• _Assigned task_: Pick every line with "false" from the material below.

>>>>>

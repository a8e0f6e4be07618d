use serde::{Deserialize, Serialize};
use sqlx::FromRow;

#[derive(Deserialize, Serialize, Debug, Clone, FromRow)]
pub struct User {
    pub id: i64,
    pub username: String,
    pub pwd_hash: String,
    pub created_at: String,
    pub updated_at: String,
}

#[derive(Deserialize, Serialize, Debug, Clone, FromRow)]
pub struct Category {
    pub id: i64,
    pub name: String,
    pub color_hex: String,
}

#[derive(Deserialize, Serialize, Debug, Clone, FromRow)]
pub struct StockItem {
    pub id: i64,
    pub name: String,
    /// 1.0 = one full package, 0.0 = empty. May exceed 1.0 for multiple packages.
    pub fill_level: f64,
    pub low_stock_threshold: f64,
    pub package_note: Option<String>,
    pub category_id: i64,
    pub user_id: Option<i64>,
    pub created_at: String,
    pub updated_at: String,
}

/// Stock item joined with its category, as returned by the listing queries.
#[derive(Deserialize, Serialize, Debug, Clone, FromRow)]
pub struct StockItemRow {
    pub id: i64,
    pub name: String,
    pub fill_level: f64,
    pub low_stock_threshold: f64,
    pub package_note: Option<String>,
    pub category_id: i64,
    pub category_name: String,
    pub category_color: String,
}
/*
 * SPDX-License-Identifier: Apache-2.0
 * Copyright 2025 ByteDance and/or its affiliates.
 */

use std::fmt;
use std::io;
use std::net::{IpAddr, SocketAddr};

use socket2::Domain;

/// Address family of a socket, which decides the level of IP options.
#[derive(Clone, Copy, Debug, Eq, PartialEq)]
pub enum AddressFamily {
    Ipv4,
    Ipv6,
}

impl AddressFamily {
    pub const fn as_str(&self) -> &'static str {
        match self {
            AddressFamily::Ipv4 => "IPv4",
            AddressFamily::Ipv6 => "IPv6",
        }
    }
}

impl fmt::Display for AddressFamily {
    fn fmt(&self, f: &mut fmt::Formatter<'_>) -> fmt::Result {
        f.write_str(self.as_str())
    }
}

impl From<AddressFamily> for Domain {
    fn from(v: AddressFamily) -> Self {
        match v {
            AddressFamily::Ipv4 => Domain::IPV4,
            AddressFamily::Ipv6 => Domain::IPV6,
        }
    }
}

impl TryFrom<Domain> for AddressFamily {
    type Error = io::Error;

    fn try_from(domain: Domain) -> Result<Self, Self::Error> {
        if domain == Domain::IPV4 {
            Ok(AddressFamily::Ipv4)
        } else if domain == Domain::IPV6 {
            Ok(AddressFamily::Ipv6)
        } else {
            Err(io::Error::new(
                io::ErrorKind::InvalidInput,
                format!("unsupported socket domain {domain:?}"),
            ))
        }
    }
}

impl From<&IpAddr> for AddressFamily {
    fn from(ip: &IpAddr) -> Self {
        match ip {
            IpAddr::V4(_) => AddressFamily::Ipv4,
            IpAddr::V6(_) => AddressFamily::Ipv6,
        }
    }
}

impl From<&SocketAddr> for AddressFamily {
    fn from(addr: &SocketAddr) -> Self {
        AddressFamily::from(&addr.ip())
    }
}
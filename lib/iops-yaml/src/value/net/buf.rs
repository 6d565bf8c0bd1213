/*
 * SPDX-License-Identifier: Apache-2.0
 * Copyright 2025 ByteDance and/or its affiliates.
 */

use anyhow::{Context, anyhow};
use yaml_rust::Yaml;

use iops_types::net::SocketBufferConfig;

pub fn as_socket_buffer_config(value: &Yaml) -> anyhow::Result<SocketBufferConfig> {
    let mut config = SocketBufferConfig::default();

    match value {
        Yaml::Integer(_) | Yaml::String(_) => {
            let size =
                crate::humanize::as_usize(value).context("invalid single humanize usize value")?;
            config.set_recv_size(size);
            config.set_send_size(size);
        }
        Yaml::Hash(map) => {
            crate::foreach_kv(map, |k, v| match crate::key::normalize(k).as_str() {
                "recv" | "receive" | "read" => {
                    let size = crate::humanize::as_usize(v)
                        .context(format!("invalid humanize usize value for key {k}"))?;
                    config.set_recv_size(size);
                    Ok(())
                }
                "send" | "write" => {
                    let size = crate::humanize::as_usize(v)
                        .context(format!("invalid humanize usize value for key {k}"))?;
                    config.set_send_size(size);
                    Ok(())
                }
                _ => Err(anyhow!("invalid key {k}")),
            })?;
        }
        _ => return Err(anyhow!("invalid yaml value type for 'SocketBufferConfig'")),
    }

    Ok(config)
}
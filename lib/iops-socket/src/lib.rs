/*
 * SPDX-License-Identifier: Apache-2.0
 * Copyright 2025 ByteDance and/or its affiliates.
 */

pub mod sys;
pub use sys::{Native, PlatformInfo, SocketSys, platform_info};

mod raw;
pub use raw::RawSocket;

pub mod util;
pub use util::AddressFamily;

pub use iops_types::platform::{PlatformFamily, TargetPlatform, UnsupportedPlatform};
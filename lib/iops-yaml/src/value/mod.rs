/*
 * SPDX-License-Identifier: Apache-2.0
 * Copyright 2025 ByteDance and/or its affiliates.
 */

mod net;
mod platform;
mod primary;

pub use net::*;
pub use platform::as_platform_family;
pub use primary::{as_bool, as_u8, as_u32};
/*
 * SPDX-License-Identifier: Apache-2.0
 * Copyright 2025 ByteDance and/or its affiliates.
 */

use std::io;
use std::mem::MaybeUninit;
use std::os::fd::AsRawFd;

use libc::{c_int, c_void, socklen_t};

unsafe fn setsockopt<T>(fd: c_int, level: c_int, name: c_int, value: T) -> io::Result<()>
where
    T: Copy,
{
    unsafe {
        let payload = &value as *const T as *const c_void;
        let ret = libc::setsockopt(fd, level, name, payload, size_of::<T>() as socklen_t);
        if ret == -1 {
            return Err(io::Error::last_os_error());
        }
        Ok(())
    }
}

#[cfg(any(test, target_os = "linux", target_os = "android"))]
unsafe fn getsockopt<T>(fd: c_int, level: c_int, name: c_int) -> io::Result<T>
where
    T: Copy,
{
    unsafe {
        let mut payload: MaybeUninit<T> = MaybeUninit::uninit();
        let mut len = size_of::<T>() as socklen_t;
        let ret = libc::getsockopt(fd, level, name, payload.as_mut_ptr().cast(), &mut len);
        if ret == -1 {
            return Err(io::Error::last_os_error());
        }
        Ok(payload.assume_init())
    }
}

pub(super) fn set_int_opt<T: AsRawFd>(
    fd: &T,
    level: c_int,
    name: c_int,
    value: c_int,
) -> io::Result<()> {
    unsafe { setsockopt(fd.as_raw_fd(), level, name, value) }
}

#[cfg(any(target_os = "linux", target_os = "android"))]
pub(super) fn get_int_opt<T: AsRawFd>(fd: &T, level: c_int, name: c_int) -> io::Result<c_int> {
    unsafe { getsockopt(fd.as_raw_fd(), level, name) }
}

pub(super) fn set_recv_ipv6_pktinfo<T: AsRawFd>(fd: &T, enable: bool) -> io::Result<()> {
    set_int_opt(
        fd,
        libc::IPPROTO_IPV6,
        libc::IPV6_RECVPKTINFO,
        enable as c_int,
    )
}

<<<<<
>>>>>

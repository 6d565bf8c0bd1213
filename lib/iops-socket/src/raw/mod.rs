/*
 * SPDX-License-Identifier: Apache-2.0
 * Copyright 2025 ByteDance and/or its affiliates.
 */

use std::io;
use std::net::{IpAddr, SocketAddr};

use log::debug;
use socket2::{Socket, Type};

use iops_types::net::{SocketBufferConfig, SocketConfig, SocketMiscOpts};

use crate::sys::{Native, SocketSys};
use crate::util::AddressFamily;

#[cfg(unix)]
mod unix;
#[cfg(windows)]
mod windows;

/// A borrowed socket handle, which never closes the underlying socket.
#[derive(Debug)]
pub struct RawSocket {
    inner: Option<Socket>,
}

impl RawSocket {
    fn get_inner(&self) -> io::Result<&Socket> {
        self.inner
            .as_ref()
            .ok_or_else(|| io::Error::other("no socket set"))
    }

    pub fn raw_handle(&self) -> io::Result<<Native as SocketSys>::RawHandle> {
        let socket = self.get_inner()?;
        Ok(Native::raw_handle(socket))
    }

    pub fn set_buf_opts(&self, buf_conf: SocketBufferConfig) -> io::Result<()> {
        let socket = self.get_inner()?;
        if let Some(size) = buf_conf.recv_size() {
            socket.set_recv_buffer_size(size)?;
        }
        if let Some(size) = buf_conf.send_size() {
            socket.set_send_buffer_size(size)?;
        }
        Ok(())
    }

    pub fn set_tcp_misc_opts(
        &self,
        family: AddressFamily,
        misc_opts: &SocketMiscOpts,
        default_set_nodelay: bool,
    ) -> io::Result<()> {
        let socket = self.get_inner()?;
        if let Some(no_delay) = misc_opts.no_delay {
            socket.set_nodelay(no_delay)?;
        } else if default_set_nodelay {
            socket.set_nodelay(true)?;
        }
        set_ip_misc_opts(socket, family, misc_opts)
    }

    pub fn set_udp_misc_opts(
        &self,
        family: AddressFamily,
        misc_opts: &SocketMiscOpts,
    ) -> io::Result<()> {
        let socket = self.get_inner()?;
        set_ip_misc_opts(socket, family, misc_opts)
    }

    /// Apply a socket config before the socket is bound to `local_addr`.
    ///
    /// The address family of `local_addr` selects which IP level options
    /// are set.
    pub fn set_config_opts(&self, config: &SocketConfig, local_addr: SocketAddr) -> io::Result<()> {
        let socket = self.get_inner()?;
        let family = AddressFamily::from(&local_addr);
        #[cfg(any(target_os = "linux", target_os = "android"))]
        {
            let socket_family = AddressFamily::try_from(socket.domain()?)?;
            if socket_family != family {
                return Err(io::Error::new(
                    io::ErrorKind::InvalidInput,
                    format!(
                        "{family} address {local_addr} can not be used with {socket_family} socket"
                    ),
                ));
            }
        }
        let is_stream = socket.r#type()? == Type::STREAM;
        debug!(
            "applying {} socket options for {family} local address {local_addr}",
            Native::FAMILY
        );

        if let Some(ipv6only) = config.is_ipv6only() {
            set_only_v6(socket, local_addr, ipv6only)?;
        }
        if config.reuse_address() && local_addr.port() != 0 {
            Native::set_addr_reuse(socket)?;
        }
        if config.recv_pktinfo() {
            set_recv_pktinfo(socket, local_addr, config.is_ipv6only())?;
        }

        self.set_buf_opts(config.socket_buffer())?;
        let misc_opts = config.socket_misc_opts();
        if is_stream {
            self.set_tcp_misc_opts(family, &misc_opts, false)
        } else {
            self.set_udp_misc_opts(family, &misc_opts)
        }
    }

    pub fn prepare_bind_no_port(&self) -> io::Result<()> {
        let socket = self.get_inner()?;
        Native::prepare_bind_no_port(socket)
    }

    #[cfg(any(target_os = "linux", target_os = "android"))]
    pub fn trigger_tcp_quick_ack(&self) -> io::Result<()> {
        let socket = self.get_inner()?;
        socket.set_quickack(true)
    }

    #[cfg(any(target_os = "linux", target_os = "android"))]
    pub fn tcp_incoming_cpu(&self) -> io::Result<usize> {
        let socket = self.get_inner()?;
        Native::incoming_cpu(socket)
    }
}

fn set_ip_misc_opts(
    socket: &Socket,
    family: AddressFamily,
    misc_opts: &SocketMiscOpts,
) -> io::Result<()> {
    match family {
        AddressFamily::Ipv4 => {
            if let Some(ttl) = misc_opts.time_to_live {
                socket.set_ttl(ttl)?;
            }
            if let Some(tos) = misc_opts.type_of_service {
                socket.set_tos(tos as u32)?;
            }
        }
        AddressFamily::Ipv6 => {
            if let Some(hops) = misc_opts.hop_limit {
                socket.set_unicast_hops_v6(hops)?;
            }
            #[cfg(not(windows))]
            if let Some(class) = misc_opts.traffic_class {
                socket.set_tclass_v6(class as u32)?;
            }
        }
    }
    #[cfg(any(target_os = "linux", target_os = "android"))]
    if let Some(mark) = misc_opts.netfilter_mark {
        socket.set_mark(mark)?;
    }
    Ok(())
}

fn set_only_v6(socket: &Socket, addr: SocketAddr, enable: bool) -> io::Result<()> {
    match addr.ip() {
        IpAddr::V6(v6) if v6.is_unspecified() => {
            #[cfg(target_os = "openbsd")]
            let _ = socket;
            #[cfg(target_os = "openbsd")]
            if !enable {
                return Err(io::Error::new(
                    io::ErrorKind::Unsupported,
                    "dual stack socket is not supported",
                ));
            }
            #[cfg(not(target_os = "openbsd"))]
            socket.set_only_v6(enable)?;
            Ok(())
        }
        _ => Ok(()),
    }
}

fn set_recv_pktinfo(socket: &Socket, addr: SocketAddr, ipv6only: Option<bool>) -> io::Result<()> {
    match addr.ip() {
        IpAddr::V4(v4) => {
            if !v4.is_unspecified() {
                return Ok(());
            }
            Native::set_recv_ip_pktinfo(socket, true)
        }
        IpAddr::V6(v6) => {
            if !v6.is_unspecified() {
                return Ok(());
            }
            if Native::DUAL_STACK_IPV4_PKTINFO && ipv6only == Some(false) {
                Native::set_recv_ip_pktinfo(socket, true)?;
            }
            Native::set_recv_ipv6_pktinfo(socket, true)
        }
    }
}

<<<<<

• _Answer box_:
            self.set_tcp_misc_opts(family, &misc_opts, false)
            if Native::DUAL_STACK_IPV4_PKTINFO && ipv6only == Some(false) {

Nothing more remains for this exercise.